Review, nay Rewrite: I Am Homeless if This is Not My Home

Shame on you, Lorrie Moore. You chickened out . Or did you get editized? We’ll never know. But here’s the reality: it coulda been better. It shoulda been better. I’ll make a stab at making it better.

What the fuck are you talking about, darling? The latest book from Lorrie Moore is entitled “I am Homeless if This is Not My Home”. The title is a riff on a sign affixed to a homeless person, reading “I am not homeless. This IS my home.” She moved the “not” and added an “if”. First question sister Sharyn asked: What has the title to do with the story?
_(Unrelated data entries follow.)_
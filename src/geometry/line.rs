//! Line segments in parametric and general form.
//!
//! Parametric: `p = p1 + t * (dx, dy)`, with `t` in `[0, 1]` on the segment.
//! General: `A*x + B*y + C == 0`, with `(A, B)` the unit normal, so
//! `A*x + B*y + C` is the signed distance from the infinite line.
//!
//! Coordinates are compared exactly. Callers that want fuzzy horizontality or
//! on-line tests should round their coordinates first.

use std::fmt;

use glam::{DVec2, dvec2};

use super::{Point, Size, cartesian_distance};
use crate::errors::GeometryError;

/// A segment between two points, with the derived terms precomputed.
///
/// A zero-length segment is allowed. Its general-form terms are all zero and
/// every closest-point query answers `p1`.
#[derive(Clone, Copy, Debug, PartialEq, Default)]
pub struct LineSegment {
    p1: Point,
    p2: Point,
    dx: f64,
    dy: f64,
    length: f64,
    a: f64,
    b: f64,
    c: f64,
}

impl LineSegment {
    pub fn new(p1: Point, p2: Point) -> Self {
        let dx = p2.x - p1.x;
        let dy = p2.y - p1.y;
        let length = dx.hypot(dy);
        if length == 0.0 {
            crate::log::debug!(x = p1.x, y = p1.y, "degenerate line segment");
            return LineSegment { p1, p2, dx, dy, length, a: 0.0, b: 0.0, c: 0.0 };
        }
        LineSegment {
            p1,
            p2,
            dx,
            dy,
            length,
            a: -dy / length,
            b: dx / length,
            c: -(-dy * p1.x + dx * p1.y) / length,
        }
    }

    /// Like [`LineSegment::new`] but rejects zero-length segments.
    pub fn try_new(p1: Point, p2: Point) -> Result<Self, GeometryError> {
        let segment = LineSegment::new(p1, p2);
        if segment.is_degenerate() {
            return Err(GeometryError::MalformedInput {
                what: "line segment",
                reason: format!("both endpoints are {p1}"),
            });
        }
        Ok(segment)
    }

    pub fn p1(&self) -> Point {
        self.p1
    }

    pub fn p2(&self) -> Point {
        self.p2
    }

    pub fn dx(&self) -> f64 {
        self.dx
    }

    pub fn dy(&self) -> f64 {
        self.dy
    }

    pub fn a(&self) -> f64 {
        self.a
    }

    pub fn b(&self) -> f64 {
        self.b
    }

    pub fn c(&self) -> f64 {
        self.c
    }

    pub fn length(&self) -> f64 {
        self.length
    }

    pub fn is_degenerate(&self) -> bool {
        self.length == 0.0
    }

    /// Center of the bounding box
    pub fn center(&self) -> Point {
        self.p1.midpoint(self.p2)
    }

    /// Size of the bounding box
    pub fn size(&self) -> Size {
        Size::new(self.dx.abs(), self.dy.abs())
    }

    pub fn is_horizontal(&self) -> bool {
        self.dy == 0.0
    }

    pub fn is_vertical(&self) -> bool {
        self.dx == 0.0
    }

    // ------------------------------------------------------------------
    // Infinite line queries
    // ------------------------------------------------------------------

    pub fn is_on_infinite_line(&self, p: Point) -> bool {
        if self.is_degenerate() {
            return p == self.p1;
        }
        self.distance_from_infinite_line(p) == 0.0
    }

    /// Signed distance from the infinite line; zero means on the line.
    ///
    /// The sign says which side `p` is on. For a degenerate segment this is
    /// the plain distance to `p1`.
    pub fn distance_from_infinite_line(&self, p: Point) -> f64 {
        if self.is_degenerate() {
            return cartesian_distance(p, self.p1);
        }
        self.a * p.x + self.b * p.y + self.c
    }

    /// Foot of the perpendicular from `p`.
    pub fn closest_point_on_infinite_line(&self, p: Point) -> Point {
        if self.is_degenerate() {
            return self.p1;
        }
        let normal = dvec2(self.a, self.b);
        let foot = DVec2::from(p) - normal * self.distance_from_infinite_line(p);
        foot.into()
    }

    // ------------------------------------------------------------------
    // Parametric form
    // ------------------------------------------------------------------

    /// Parameter of `p` along the line, solved on the axis with the larger
    /// extent. Below 0 is before `p1`, above 1 is past `p2`.
    ///
    /// Only meaningful for points on the line; project first otherwise.
    pub fn parameter(&self, p: Point) -> f64 {
        if self.is_degenerate() {
            return 0.0;
        }
        if self.dx.abs() >= self.dy.abs() {
            self.parameter_given_x(p.x)
        } else {
            self.parameter_given_y(p.y)
        }
    }

    /// Infinite or NaN for vertical lines.
    pub fn parameter_given_x(&self, x: f64) -> f64 {
        (x - self.p1.x) / self.dx
    }

    /// Infinite or NaN for horizontal lines.
    pub fn parameter_given_y(&self, y: f64) -> f64 {
        (y - self.p1.y) / self.dy
    }

    pub fn x_given_parameter(&self, t: f64) -> f64 {
        self.p1.x + t * self.dx
    }

    pub fn y_given_parameter(&self, t: f64) -> f64 {
        self.p1.y + t * self.dy
    }

    pub fn point_on_line(&self, t: f64) -> Point {
        Point::new(self.x_given_parameter(t), self.y_given_parameter(t))
    }

    // ------------------------------------------------------------------
    // Segment queries
    // ------------------------------------------------------------------

    /// Closest point to `p` between the endpoints: the perpendicular foot if
    /// it falls on the segment, otherwise the nearer endpoint.
    pub fn closest_point_on_segment(&self, p: Point) -> Point {
        if self.is_degenerate() {
            return self.p1;
        }
        let foot = self.closest_point_on_infinite_line(p);
        let t = self.parameter(foot);
        if t <= 0.0 {
            self.p1
        } else if t >= 1.0 {
            self.p2
        } else {
            foot
        }
    }

    pub fn distance_from_segment(&self, p: Point) -> f64 {
        cartesian_distance(p, self.closest_point_on_segment(p))
    }
}

impl fmt::Display for LineSegment {
    fn fmt(&self, f: &mut fmt::Formatter<'_>) -> fmt::Result {
        write!(f, "{} -> {}", self.p1, self.p2)
    }
}

#[cfg(test)]
mod tests {
    use super::*;

    fn horizontal() -> LineSegment {
        LineSegment::new(Point::new(0.0, 0.0), Point::new(10.0, 0.0))
    }

    // ==================== Construction tests ====================

    #[test]
    fn general_form_terms() {
        let seg = LineSegment::new(Point::new(1.0, 1.0), Point::new(4.0, 5.0));
        assert_eq!(seg.length(), 5.0);
        assert_eq!(seg.a(), -0.8);
        assert_eq!(seg.b(), 0.6);
        // p1 and p2 both satisfy A*x + B*y + C == 0
        assert!(seg.distance_from_infinite_line(seg.p1()).abs() < 1e-12);
        assert!(seg.distance_from_infinite_line(seg.p2()).abs() < 1e-12);
    }

    #[test]
    fn try_new_rejects_degenerate() {
        let p = Point::new(2.0, 2.0);
        assert!(matches!(
            LineSegment::try_new(p, p),
            Err(GeometryError::MalformedInput { what: "line segment", .. })
        ));
        assert!(LineSegment::try_new(p, Point::new(3.0, 2.0)).is_ok());
    }

    #[test]
    fn bounding_box() {
        let seg = LineSegment::new(Point::new(10.0, 20.0), Point::new(-10.0, -20.0));
        assert_eq!(seg.center(), Point::ORIGIN);
        assert_eq!(seg.size(), Size::new(20.0, 40.0));
    }

    #[test]
    fn orientation_is_exact() {
        assert!(horizontal().is_horizontal());
        assert!(!horizontal().is_vertical());
        let vertical = LineSegment::new(Point::new(3.0, -1.0), Point::new(3.0, 8.0));
        assert!(vertical.is_vertical());
        let nearly = LineSegment::new(Point::new(0.0, 0.0), Point::new(10.0, 1e-12));
        assert!(!nearly.is_horizontal());
    }

    // ==================== Infinite line tests ====================

    #[test]
    fn signed_distance_changes_sign_across_line() {
        let seg = horizontal();
        assert_eq!(seg.distance_from_infinite_line(Point::new(50.0, 3.0)), 3.0);
        assert_eq!(seg.distance_from_infinite_line(Point::new(-50.0, -2.0)), -2.0);
        assert!(seg.is_on_infinite_line(Point::new(-7.0, 0.0)));
    }

    #[test]
    fn projection_onto_diagonal() {
        let seg = LineSegment::new(Point::new(0.0, 0.0), Point::new(4.0, 4.0));
        let foot = seg.closest_point_on_infinite_line(Point::new(0.0, 4.0));
        assert!((foot.x - 2.0).abs() < 1e-12);
        assert!((foot.y - 2.0).abs() < 1e-12);
    }

    // ==================== Parametric tests ====================

    #[test]
    fn parameter_uses_dominant_axis() {
        let steep = LineSegment::new(Point::new(0.0, 0.0), Point::new(1.0, 100.0));
        assert_eq!(steep.parameter(Point::new(0.5, 50.0)), 0.5);
        assert_eq!(steep.parameter(Point::new(2.0, 200.0)), 2.0);
        let vertical = LineSegment::new(Point::new(3.0, 0.0), Point::new(3.0, 8.0));
        assert_eq!(vertical.parameter(Point::new(3.0, -4.0)), -0.5);
    }

    #[test]
    fn point_on_line_inverts_parameter() {
        let seg = LineSegment::new(Point::new(-2.0, 1.0), Point::new(6.0, 5.0));
        let p = seg.point_on_line(0.25);
        assert_eq!(p, Point::new(0.0, 2.0));
        assert_eq!(seg.parameter(p), 0.25);
    }

    // ==================== Segment tests ====================

    #[test]
    fn closest_point_between_endpoints() {
        let seg = horizontal();
        assert_eq!(seg.closest_point_on_segment(Point::new(5.0, 3.0)), Point::new(5.0, 0.0));
        assert_eq!(seg.distance_from_segment(Point::new(5.0, 3.0)), 3.0);
    }

    #[test]
    fn closest_point_clamps_to_endpoints() {
        let seg = horizontal();
        assert_eq!(seg.closest_point_on_segment(Point::new(-5.0, 0.0)), Point::ORIGIN);
        assert_eq!(seg.distance_from_segment(Point::new(-5.0, 0.0)), 5.0);
        assert_eq!(seg.closest_point_on_segment(Point::new(13.0, 4.0)), Point::new(10.0, 0.0));
        assert_eq!(seg.distance_from_segment(Point::new(13.0, 4.0)), 5.0);
    }

    #[test]
    fn degenerate_segment_answers_shared_point() {
        let p = Point::new(1.0, 1.0);
        let seg = LineSegment::new(p, p);
        assert!(seg.is_degenerate());
        assert_eq!(seg.closest_point_on_segment(Point::new(4.0, 5.0)), p);
        assert_eq!(seg.closest_point_on_infinite_line(Point::new(4.0, 5.0)), p);
        assert_eq!(seg.distance_from_segment(Point::new(4.0, 5.0)), 5.0);
        assert_eq!(seg.distance_from_infinite_line(Point::new(4.0, 5.0)), 5.0);
        assert_eq!(seg.parameter(Point::new(4.0, 5.0)), 0.0);
        assert!(seg.is_on_infinite_line(p));
    }
}
//! The interning pool.
//!
//! An arena of reference-counted slots plus a content-hash index from value to
//! slot. Interning looks the value up first and only allocates on a miss.
//! Cloning an [`Atom`] bumps its slot's count; dropping the last one frees the
//! slot and unindexes the value.
//!
//! The pool is per thread and created on first use. Atoms are `!Send`, so an
//! atom is always released into the pool it came from.

use std::cell::RefCell;
use std::collections::HashMap;
use std::fmt;
use std::rc::Rc;

use super::value::AtomValue;

thread_local! {
    static POOL: RefCell<Pool> = RefCell::new(Pool::default());
}

struct Slot {
    value: Rc<AtomValue>,
    refs: usize,
}

#[derive(Default)]
struct Pool {
    slots: Vec<Option<Slot>>,
    free: Vec<usize>,
    index: HashMap<Rc<AtomValue>, usize>,
}

impl Pool {
    fn intern(&mut self, value: AtomValue) -> Atom {
        if let Some(&slot) = self.index.get(&value) {
            if let Some(Some(entry)) = self.slots.get_mut(slot) {
                entry.refs += 1;
                return Atom { slot, value: Rc::clone(&entry.value) };
            }
        }

        let value = Rc::new(value);
        let entry = Slot { value: Rc::clone(&value), refs: 1 };
        let slot = match self.free.pop() {
            Some(slot) => {
                self.slots[slot] = Some(entry);
                slot
            }
            None => {
                self.slots.push(Some(entry));
                self.slots.len() - 1
            }
        };
        self.index.insert(Rc::clone(&value), slot);
        crate::log::trace!(slot, value = %value, "interned new entry");
        Atom { slot, value }
    }

    fn retain(&mut self, slot: usize) {
        if let Some(Some(entry)) = self.slots.get_mut(slot) {
            entry.refs += 1;
        }
    }

    fn release(&mut self, slot: usize) {
        let Some(Some(entry)) = self.slots.get_mut(slot) else {
            return;
        };
        entry.refs -= 1;
        if entry.refs > 0 {
            return;
        }
        if let Some(entry) = self.slots[slot].take() {
            self.index.remove(&*entry.value);
            self.free.push(slot);
            crate::log::trace!(slot, value = %entry.value, "released entry");
        }
    }

    fn refs(&self, slot: usize) -> usize {
        match self.slots.get(slot) {
            Some(Some(entry)) => entry.refs,
            _ => 0,
        }
    }
}

/// A counted handle to one interned value.
///
/// Two atoms are equal exactly when they share a slot, which holds exactly
/// when their values are equal.
pub(crate) struct Atom {
    slot: usize,
    value: Rc<AtomValue>,
}

impl Atom {
    pub(crate) fn intern(value: AtomValue) -> Atom {
        POOL.with_borrow_mut(|pool| pool.intern(value))
    }

    pub(crate) fn value(&self) -> &AtomValue {
        &self.value
    }

    pub(crate) fn slot(&self) -> usize {
        self.slot
    }

    pub(crate) fn ref_count(&self) -> usize {
        POOL.with_borrow(|pool| pool.refs(self.slot))
    }
}

impl Clone for Atom {
    fn clone(&self) -> Atom {
        POOL.with_borrow_mut(|pool| pool.retain(self.slot));
        Atom { slot: self.slot, value: Rc::clone(&self.value) }
    }
}

impl Drop for Atom {
    fn drop(&mut self) {
        // The pool may already be gone while thread-locals are torn down.
        let _ = POOL.try_with(|pool| pool.borrow_mut().release(self.slot));
    }
}

impl PartialEq for Atom {
    fn eq(&self, other: &Atom) -> bool {
        self.slot == other.slot
    }
}

impl Eq for Atom {}

impl fmt::Debug for Atom {
    fn fmt(&self, f: &mut fmt::Formatter<'_>) -> fmt::Result {
        write!(f, "#{} {:?}", self.slot, self.value)
    }
}

/// Number of distinct values currently interned on this thread.
pub fn live_entries() -> usize {
    POOL.with_borrow(|pool| pool.index.len())
}

#[cfg(test)]
mod tests {
    use super::*;
    use crate::geometry::Point;

    #[test]
    fn equal_values_share_a_slot() {
        let before = live_entries();
        let a = Atom::intern(AtomValue::text("pool-shared"));
        let b = Atom::intern(AtomValue::text("pool-shared"));
        assert_eq!(a, b);
        assert_eq!(a.ref_count(), 2);
        assert_eq!(live_entries(), before + 1);
    }

    #[test]
    fn last_release_frees_the_entry() {
        let before = live_entries();
        let a = Atom::intern(AtomValue::point(Point::new(3.0, 4.0)));
        let b = a.clone();
        assert_eq!(b.ref_count(), 2);
        drop(a);
        assert_eq!(b.ref_count(), 1);
        assert_eq!(live_entries(), before + 1);
        drop(b);
        assert_eq!(live_entries(), before);
    }

    #[test]
    fn freed_slots_are_reused() {
        let a = Atom::intern(AtomValue::text("pool-first"));
        let slot = a.slot();
        drop(a);
        let b = Atom::intern(AtomValue::text("pool-second"));
        assert_eq!(b.slot(), slot);
        assert_eq!(b.value().as_text(), Some("pool-second"));
    }

    #[test]
    fn reinterning_after_release_starts_fresh() {
        let a = Atom::intern(AtomValue::scalar(8.5));
        drop(a);
        let b = Atom::intern(AtomValue::scalar(8.5));
        assert_eq!(b.ref_count(), 1);
    }

    #[test]
    fn pools_are_per_thread() {
        let _held = Atom::intern(AtomValue::text("pool-thread-local"));
        let other = std::thread::spawn(live_entries).join();
        assert_eq!(other.ok(), Some(0));
    }
}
Hmm..beats me..guess I could make something up, but that’s hardly a worthwhile effort. Instead, let us plunge in.

Now: if you want to read the book and haven’t yet, stop reading this post. If you’ve already read the book and hated it, as some will, you can read on and we can debate the changes. If you read the book and loved it the way it is, ditto – that last advice. If you never intend to read the book, why are you reading this post?

OK, ok, get on with it you say. What’s it all about, Alfie? A guy, a girl. Hmm..novel start. They were together; they broke up. The guy’s brother is dying. The guy – Finn is his name – visits his brother and has awkward conversations with him. The brother seems unaware that he is dying. He knows he has cancer and thinks he needs to leave where he is to get chemo. But his is a lost cause, and he’s in hospice.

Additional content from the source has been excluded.